The evidence that Epstein-Barr Virus can cause multiple sclerosis is mounting

It has been hypothesized that infection with Epstein-Barr Virus can result in the development of multiple sclerosis. We now have good evidence that this is true.

The evidence that Epstein-Barr Virus can cause multiple sclerosis is mounting
Vietzen H et al. 2023. Ineffective control of Epstein-Barr-virus-induced autoimmunity increases the risk for multiple sclerosis. Cell. DOI: 10.1016/j.cell.2023.11.015

But you might be thinking to yourself, “Epstein-Barr? Isn’t that the virus that causes mono? WE’VE ALL BEEN INFECTED WITH THAT!”

While it’s true that 95% of people have been infected with Epstein-Barr (EBV), only about 1 in 300 people in the United States have multiple sclerosis (MS).

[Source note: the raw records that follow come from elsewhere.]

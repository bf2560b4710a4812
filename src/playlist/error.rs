//! Playlist loading errors.

use std::path::PathBuf;

/// Errors that can occur while fetching or parsing a playlist.
#[derive(Debug, thiserror::Error)]
pub enum PlaylistError {
    #[error("Failed to read playlist {path}: {source}")]
    Io {
        path: PathBuf,
        #[source]
        source: std::io::Error,
    },

    #[error("Invalid playlist JSON: {0}")]
    Json(#[from] serde_json::Error),

    #[error("Invalid playlist TOML: {0}")]
    Toml(#[from] toml::de::Error),

    #[error("Content API request failed: {0}")]
    Http(#[from] reqwest::Error),

    #[error("Content API returned HTTP {status} for {url}")]
    HttpStatus { status: u16, url: String },

    #[error("Playlist belongs to wall '{found}', expected '{expected}'")]
    WallMismatch { expected: String, found: String },
}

Recent research has shown that genetic risk for MS emerged in northern europe 5,000 years ago, providing some evidence for why MS affects predominantly people of northern european descent.

The hypothesis being that as humans switched from a nomadic to a pastoral lifestyle, MS associated variants, mostly in the HLA genes, conferred an evolutionary advantage to these people.

And because MS is a disease of later onset, ages 20-50, these variants did not negatively impact their ability to reproduce.

But the impact here on the HLA genes is important, because HLA helps our immune system detect and clear infections!

HLA is also implicated in autoimmune diseases like Lupus, Psoriatic Arthritis and MS where the immune system inappropriately identifies its own proteins as foreign.

In the case of MS, it attacks the proteins that make up the protective coating (myelin) of neuronal cells.

This de-mylelination is a hallmark of MS and results in many of the symptoms associated with the disease including muscle weakness, eye pain, and loss of coordination.

But, you’re probably asking yourself what this all has to do with EBV?

Well, large population studies in the early 2000’s identified that EBV infection appeared to be a risk factor for developing MS.

And more recent studies have shown that the antibodies that recognize the EBNA-1 protein from EBV also cross-react and recognize the ‘glue’ that holds neuronal cells together!

But this presents an interesting question: If antibodies to EBV also recognize a neuronal protein, why doesn’t everyone that’s infected with EBV develop MS?

To answer that question, the author’s of today’s paper looked at differences in the immune systems of people infected with EBV who did or did not display symptoms of MS.

What they found was super interesting.

It turns out that a number of factors are at play here and that the controls that are in place to prevent autoimmunity fail.

This failure also seems to be closely associated with HLA-E expression in immune cells.

And, people with elevated levels of HLA-E had up to a 260 fold increased risk of developing MS!

While EBV may not be the only contributing factor in the development of MS, its association with MS could provide new pathways for the treatment or prevention of the disease.